> _THE RECORDS_:
+ + + +

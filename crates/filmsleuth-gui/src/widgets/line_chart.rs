/// Line chart of mean rating per release year.
use super::plot::{allocate_canvas, extent, PlotArea};
use crate::theme::FilmSleuthTheme;
use egui::{Shape, Stroke, Ui};
use filmsleuth_core::analysis::YearPoint;
use filmsleuth_core::model::format::{format_count, format_score};

pub fn line_chart(ui: &mut Ui, points: &[YearPoint], theme: &FilmSleuthTheme) {
    let (Some(xs), Some(ys)) = (
        extent(points.iter().map(|p| p.year as f64)),
        extent(points.iter().map(|p| p.mean_rating)),
    ) else {
        super::plot::no_data(ui);
        return;
    };

    let (rect, response) = allocate_canvas(ui, 260.0);
    let painter = ui.painter_at(rect);
    let area = PlotArea::new(rect, xs, (0.0_f64.min(ys.0), ys.1.max(10.0)));
    area.draw_axes(
        &painter,
        theme,
        5,
        |x| format!("{}", x.round() as i64),
        |y| format!("{y:.1}"),
    );

    let screen: Vec<egui::Pos2> = points
        .iter()
        .map(|p| area.to_screen(p.year as f64, p.mean_rating))
        .collect();
    if screen.len() > 1 {
        painter.add(Shape::line(screen.clone(), Stroke::new(2.0, theme.chart)));
    }
    for p in &screen {
        painter.circle_filled(*p, 3.0, theme.chart);
    }

    // Tooltip for the year nearest the pointer.
    if let Some(pointer) = response.hover_pos() {
        let nearest = screen
            .iter()
            .enumerate()
            .min_by(|a, b| (a.1.x - pointer.x).abs().total_cmp(&(b.1.x - pointer.x).abs()));
        if let Some((i, pos)) = nearest {
            painter.circle_filled(*pos, 5.0, theme.chart);
            let p = &points[i];
            response.on_hover_text_at_pointer(format!(
                "{}\nAverage rating: {}\nTitles: {}",
                p.year,
                format_score(p.mean_rating),
                format_count(p.titles)
            ));
        }
    }
}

+ + + +

> _WHAT THE TASK REQUIRES_:
Once you have counted every line in the listing that holds the string "points", give that number and nothing else.

> _OUTPUT BELOW_:
5